The plan included giving the four Hebrews the finest delicacies and wine from the king’s own provisions (see Dan. 1:5). But for reasons we will discuss later, such food was not acceptable to the Hebrews. So Daniel proposed to the king’s servants that they be allowed to “fast” from the king’s sumptuous fare, and to eat only vegetables and drink only water (v. 12). If, after 10 days, they were not in better health than their Babylonian counterparts, Daniel promised that they could be dealt with as the Babylonian guards wished. (The fact that they were allowed to demonstrate the effectiveness of their vegetarian diet indicated how important Daniel and his three friends were to the Babylonian government.)
At the end of the 10-day test period, Daniel and his friends were healthier in body and mind than the men who were served food from the
royal palace (vv. 19,20). As a result of his faithfulness, Daniel lived a long and useful life. Captured by Nebuchadnezzar as a teenager, he lived until the reign of King Cyrus of Persia, 73 years later. He was over 90 years old when he died.
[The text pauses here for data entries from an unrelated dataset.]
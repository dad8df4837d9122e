//! Resolves a free-text product description against the catalog.
//!
//! The outcome is one of: no product, exactly one product, or several
//! products plus the attribute dimensions the caller should ask about next.

use std::sync::Arc;

use db::models::product::{Attribute, AttributeSet, Product};
use serde::{Deserialize, Serialize};
use thiserror::Error;
use tracing::{debug, error, info};
use ts_rs::TS;

use super::{catalog::CatalogLookup, slot_parser::SlotParser};

pub const NO_MATCH_MESSAGE: &str = "No matching product found, please check your input";

#[derive(Debug, Error)]
pub enum DialogError {
    #[error("search failed")]
    CatalogQueryFailed(#[source] sqlx::Error),
}

#[derive(Debug, Clone, PartialEq, Serialize, Deserialize, TS)]
#[serde(tag = "type", rename_all = "SCREAMING_SNAKE_CASE")]
pub enum ResolutionOutcome {
    NoMatch {
        message: String,
    },
    UniqueMatch {
        product: Product,
    },
    MultipleMatches {
        products: Vec<Product>,
        missing_attributes: Vec<Attribute>,
    },
}

/// Request body for a dialog turn
#[derive(Debug, Clone, Serialize, Deserialize, TS)]
pub struct DialogInput {
    pub text: String,
}

#[derive(Clone)]
pub struct DialogEngine {
    parser: SlotParser,
    catalog: Arc<dyn CatalogLookup>,
    search_limit: i64,
}

impl DialogEngine {
    pub fn new(parser: SlotParser, catalog: Arc<dyn CatalogLookup>, search_limit: i64) -> Self {
        Self {
            parser,
            catalog,
            search_limit,
        }
    }

    pub fn parse_slots(&self, text: &str) -> AttributeSet {
        self.parser.parse_slots(text)
    }

    /// Parse `text` into slots and resolve them against the catalog
    pub async fn process_user_input(&self, text: &str) -> Result<ResolutionOutcome, DialogError> {
        let slots = self.parse_slots(text);
        debug!(text = %text, slots = ?slots, "Parsed dialog slots");
        self.resolve(&slots).await
    }

    /// Resolve an explicit attribute set, e.g. after the user picked a color
    /// or length in a disambiguation round.
    pub async fn resolve(&self, slots: &AttributeSet) -> Result<ResolutionOutcome, DialogError> {
        let mut products = self
            .catalog
            .find(slots, self.search_limit)
            .await
            .map_err(|e| {
                error!(error = %e, "Catalog search failed");
                DialogError::CatalogQueryFailed(e)
            })?;

        info!(
            constrained = slots.len(),
            matches = products.len(),
            "Dialog resolution complete"
        );

        let outcome = match products.len() {
            0 => ResolutionOutcome::NoMatch {
                message: NO_MATCH_MESSAGE.to_string(),
            },
            1 => ResolutionOutcome::UniqueMatch {
                product: products.remove(0),
            },
            _ => {
                let missing_attributes = missing_attributes(slots, &products);
                ResolutionOutcome::MultipleMatches {
                    products,
                    missing_attributes,
                }
            }
        };

        Ok(outcome)
    }
}

/// Dimensions the input did not constrain for which at least one product has
/// a non-empty value. Presence is enough: two products sharing the same color
/// still flag color.
fn missing_attributes(constrained: &AttributeSet, products: &[Product]) -> Vec<Attribute> {
    Attribute::ALL
        .into_iter()
        .filter(|attribute| !constrained.contains(*attribute))
        .filter(|attribute| {
            products.iter().any(|product| {
                product
                    .attribute(*attribute)
                    .is_some_and(|value| !value.trim().is_empty())
            })
        })
        .collect()
}
use chrono::{DateTime, Utc};
use rust_decimal::Decimal;
use serde::{Deserialize, Serialize};
use sqlx::{Executor, FromRow, Row, Sqlite, SqlitePool, Type, sqlite::SqliteRow};
use strum_macros::{Display, EnumString};
use ts_rs::TS;
use uuid::Uuid;

use crate::money::decimal_column;

#[derive(
    Debug, Clone, Copy, Type, Serialize, Deserialize, PartialEq, TS, EnumString, Display, Default,
)]
#[sqlx(type_name = "order_status", rename_all = "lowercase")]
#[serde(rename_all = "lowercase")]
#[strum(serialize_all = "lowercase")]
pub enum OrderStatus {
    #[default]
    Pending,
    Processing,
    Completed,
    Cancelled,
}

/// Order header. Immutable once committed apart from `status`.
#[derive(Debug, Clone, Serialize, Deserialize, TS)]
pub struct Order {
    pub id: Uuid,
    pub order_no: String,
    pub user_id: String,
    pub address_id: Uuid,
    pub dealer_id: Uuid,
    #[ts(type = "string")]
    pub total_amount: Decimal,
    pub status: OrderStatus,
    pub created_at: DateTime<Utc>,
    pub updated_at: DateTime<Utc>,
}

impl<'r> FromRow<'r, SqliteRow> for Order {
    fn from_row(row: &'r SqliteRow) -> Result<Self, sqlx::Error> {
        Ok(Self {
            id: row.try_get("id")?,
            order_no: row.try_get("order_no")?,
            user_id: row.try_get("user_id")?,
            address_id: row.try_get("address_id")?,
            dealer_id: row.try_get("dealer_id")?,
            total_amount: decimal_column(row, "total_amount")?,
            status: row.try_get("status")?,
            created_at: row.try_get("created_at")?,
            updated_at: row.try_get("updated_at")?,
        })
    }
}

#[derive(Debug, Clone, Serialize, Deserialize, TS)]
pub struct OrderItem {
    pub id: Uuid,
    pub order_no: String,
    pub product_code: String,
    pub quantity: i64,
    #[ts(type = "string")]
    pub unit_price: Decimal,
    pub selected_color: Option<String>,
    pub selected_length: Option<String>,
    pub created_at: DateTime<Utc>,
}

impl<'r> FromRow<'r, SqliteRow> for OrderItem {
    fn from_row(row: &'r SqliteRow) -> Result<Self, sqlx::Error> {
        Ok(Self {
            id: row.try_get("id")?,
            order_no: row.try_get("order_no")?,
            product_code: row.try_get("product_code")?,
            quantity: row.try_get("quantity")?,
            unit_price: decimal_column(row, "unit_price")?,
            selected_color: row.try_get("selected_color")?,
            selected_length: row.try_get("selected_length")?,
            created_at: row.try_get("created_at")?,
        })
    }
}

/// Order line joined with the product's display name
#[derive(Debug, Clone, Serialize, Deserialize, TS)]
pub struct OrderItemWithProduct {
    #[serde(flatten)]
    #[ts(flatten)]
    pub item: OrderItem,
    pub product_name: String,
}

impl<'r> FromRow<'r, SqliteRow> for OrderItemWithProduct {
    fn from_row(row: &'r SqliteRow) -> Result<Self, sqlx::Error> {
        Ok(Self {
            item: OrderItem::from_row(row)?,
            product_name: row.try_get("product_name")?,
        })
    }
}

/// Header row to insert; the order number and total are computed by the caller.
#[derive(Debug, Clone)]
pub struct NewOrder<'a> {
    pub id: Uuid,
    pub order_no: &'a str,
    pub user_id: &'a str,
    pub address_id: Uuid,
    pub dealer_id: Uuid,
    pub total_amount: Decimal,
}

#[derive(Debug, Clone)]
pub struct NewOrderItem<'a> {
    pub id: Uuid,
    pub order_no: &'a str,
    pub product_code: &'a str,
    pub quantity: i64,
    pub unit_price: Decimal,
    pub selected_color: Option<&'a str>,
    pub selected_length: Option<&'a str>,
}

const ORDER_COLUMNS: &str =
    "id, order_no, user_id, address_id, dealer_id, total_amount, status, created_at, updated_at";

const ORDER_ITEM_COLUMNS: &str = "id, order_no, product_code, quantity, unit_price, \
     selected_color, selected_length, created_at";

impl Order {
    pub async fn create<'e, E>(executor: E, data: &NewOrder<'_>) -> Result<Self, sqlx::Error>
    where
        E: Executor<'e, Database = Sqlite>,
    {
        sqlx::query_as::<_, Order>(&format!(
            r#"INSERT INTO orders (id, order_no, user_id, address_id, dealer_id, total_amount, status)
               VALUES ($1, $2, $3, $4, $5, $6, $7)
               RETURNING {ORDER_COLUMNS}"#
        ))
        .bind(data.id)
        .bind(data.order_no)
        .bind(data.user_id)
        .bind(data.address_id)
        .bind(data.dealer_id)
        .bind(data.total_amount.to_string())
        .bind(OrderStatus::Pending)
        .fetch_one(executor)
        .await
    }

    pub async fn find_by_order_no(
        pool: &SqlitePool,
        order_no: &str,
    ) -> Result<Option<Self>, sqlx::Error> {
        sqlx::query_as::<_, Order>(&format!(
            "SELECT {ORDER_COLUMNS} FROM orders WHERE order_no = $1"
        ))
        .bind(order_no)
        .fetch_optional(pool)
        .await
    }

    /// Newest first
    pub async fn find_by_user(pool: &SqlitePool, user_id: &str) -> Result<Vec<Self>, sqlx::Error> {
        sqlx::query_as::<_, Order>(&format!(
            r#"SELECT {ORDER_COLUMNS}
               FROM orders
               WHERE user_id = $1
               ORDER BY created_at DESC, rowid DESC"#
        ))
        .bind(user_id)
        .fetch_all(pool)
        .await
    }

    pub async fn count(pool: &SqlitePool) -> Result<i64, sqlx::Error> {
        sqlx::query_scalar::<_, i64>("SELECT COUNT(*) FROM orders")
            .fetch_one(pool)
            .await
    }
}

impl OrderItem {
    pub async fn create<'e, E>(executor: E, data: &NewOrderItem<'_>) -> Result<Self, sqlx::Error>
    where
        E: Executor<'e, Database = Sqlite>,
    {
        sqlx::query_as::<_, OrderItem>(&format!(
            r#"INSERT INTO order_items (id, order_no, product_code, quantity, unit_price,
                                        selected_color, selected_length)
               VALUES ($1, $2, $3, $4, $5, $6, $7)
               RETURNING {ORDER_ITEM_COLUMNS}"#
        ))
        .bind(data.id)
        .bind(data.order_no)
        .bind(data.product_code)
        .bind(data.quantity)
        .bind(data.unit_price.to_string())
        .bind(data.selected_color)
        .bind(data.selected_length)
        .fetch_one(executor)
        .await
    }

    pub async fn find_by_order_no_with_product(
        pool: &SqlitePool,
        order_no: &str,
    ) -> Result<Vec<OrderItemWithProduct>, sqlx::Error> {
        sqlx::query_as::<_, OrderItemWithProduct>(
            r#"SELECT oi.id, oi.order_no, oi.product_code, oi.quantity, oi.unit_price,
                      oi.selected_color, oi.selected_length, oi.created_at,
                      p.name AS product_name
               FROM order_items oi
               JOIN products p ON oi.product_code = p.code
               WHERE oi.order_no = $1
               ORDER BY oi.rowid"#,
        )
        .bind(order_no)
        .fetch_all(pool)
        .await
    }

    pub async fn count(pool: &SqlitePool) -> Result<i64, sqlx::Error> {
        sqlx::query_scalar::<_, i64>("SELECT COUNT(*) FROM order_items")
            .fetch_one(pool)
            .await
    }
}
The following are some steps for fasting for preventive or curative health, drawn from the biblical account of Daniel.
Step 1: Be Specific
Daniel was not vague in his objection to the Babylonian diet. He defined the problem immediately, and had a clear solution to suggest to the king’s servants. Although it was an act that had social and political implications and may well have cost him his life, Daniel was specific about his plan.
With so much at stake, why did Daniel reject the delicacies offered by the king? Three possibilities have been suggested: (1) The king’s food was against Jewish dietary laws; (2) Daniel and his three friends had vows against partaking of the alcohol (wine) that was included; and (3) the king’s food had been offered to foreign idols/demons.
The exact reason Daniel refused to eat the king’s meat is not clear. Two principles, however, are evident: (1) Daniel felt it was a religious test of his faith (he “would not defile himself” [v. 8]); (2) Daniel had a desire for a strong physical body in which to serve the Lord.